Because infected Palearctic Myotis bats, overlapping in range with the pathogen, do not experience significant mortality [9, 10] or elicit a transcriptional response to infection [27], we hypothesise that the genomes of these bat species show signs of positive selection in genes that are associated with immune system signalling and function in response to fungal antigens. To investigate the potential impact of extended coexistence with P. destructans on the genetic makeup of Palearctic Myotis hosts, we use a variety of approaches to detect selection. First, we constructed a whole-genome dataset of 12 Myotis species (1 Nearctic, 11 Palearctic) to investigate the general overall patterns of selection in Palearctic Myotis and conduct a branch test to detect any lineage-specific selection in either the Palearctic M. myotis, which is considered the tolerant main host of P. destructans [9], and the susceptible Nearctic M. lucifugus sampled prior to the arrival of the pathogen. Second, we also assessed the potential of more recent positive selection with selective sweep analysis using single nucleotide polymorphisms (SNPs) in in the same two species, the Nearctic M. lucifugus and Palearctic M. myotis. Additionally, we conducted a systematic literature search to list genes already found to be associated with host responses during infection with P. destructans. Finally, the combined gene set curated from a literature search, sweep analysis and the phylogenetic branch tests were used to test for the presence of inheritable variation within Myotis. The identification of positive selection among these genes may highlight variations that contribute to tolerance among Palearctic lineages of Myotis. The identified gene variants and mechanisms contributing to survival in the Palearctic can be applied to conservation genetic approaches to predict the fate of affected populations.

Methods

Sample collection, DNA extraction and sequencing

Samples for DNA extraction were obtained from existing collections of the authors. No bats were sampled as a part of the present study.
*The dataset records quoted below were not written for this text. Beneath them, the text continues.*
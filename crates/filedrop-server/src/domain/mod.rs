//! Domain layer for filedrop-server.
//!
//! Pure configuration types with no dependency on sockets, timers or the file
//! system.  The infrastructure layer fills them in from a TOML file and the
//! command line.

pub mod config;

pub use config::{
    ConfigError, ServerConfig, DEFAULT_BACKLOG, DEFAULT_INTER_PACKET_TIMEOUT,
    DEFAULT_MAX_BUFFER_SIZE, DEFAULT_SESSION_DEADLINE, DEFAULT_STORAGE_ROOT,
};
Eleven out of the twelve species sampled represent the main lineages of Myotis from the Palearctic clade (M. bechsteinii, M. daubentonii, M. brandtii, M. mystacinus, M. dasycneme, M. frater, M. pequinus, M. petax, M. myotis, M. nattereri, M. ikonnikovi) with distributions ranging from the Iberian Peninsula to Japan (See Fig. 1). All species reside in the temperate or boreal zone and utilise extended periods of torpor, hibernation, over the winter months [34]. These species overlap in range with the predicted range of P. destructans [35], and all but M. ikonnakovii and M. frater have been described with the fungal infection, but with no signs of mortality [21]. As a whole, these Palearctic Myotis represent taxa that potentially have an extended infection history with the pathogen and are considered tolerant. Of the Palearctic species, the responses to infection by P. destructans have been thoroughly documented M. myotis, a species considered as the primary host for the fungus [9, 26, 27, 36]. The final species is M. lucifugus, the only representative of the Nearctic clade of Myotis in our study. The species has been extensively studied with regards to WND [12, 13, 37, 38] and its responses to infection have been documented [15,16,17, 27, 39,40,41,42]. The purpose of this species in our dataset is to act as an outlier against which the Palearctic species are compared. The estimated divergence times for the species within our dataset range from between 19 and 29.5 mya for the split between Nearctic (M. lucifugus) and Palearctic (all other species) Myotis and c. 5–22 mya within the Palearctic Myotis [43]. Full details for each sample are given in Supplementary Table S1.

Fig. 1
figure 1

Phylogenetic relationships among 12 Myotis species based on species tree reconstruction using 2,515 genes. Support values represent Astral Support/bootstrap values from the two runs of ASTRAL-III, unless otherwise shown all nodes had 1.00/1.00 support. Distribution maps for each species are colour coded according to the taxa on the phylogeny, with the P. destructans distribution being shown in grey. The distribution maps are based on IUCN (International Union for Conservation of Nature, https://www.iucnredlist.org Accessed on 03 October 2023). Map of distribution range of P. destructans based on Blomberg et al. (2023) [35]. Figure adapted from Harazim et al. 2018 [33]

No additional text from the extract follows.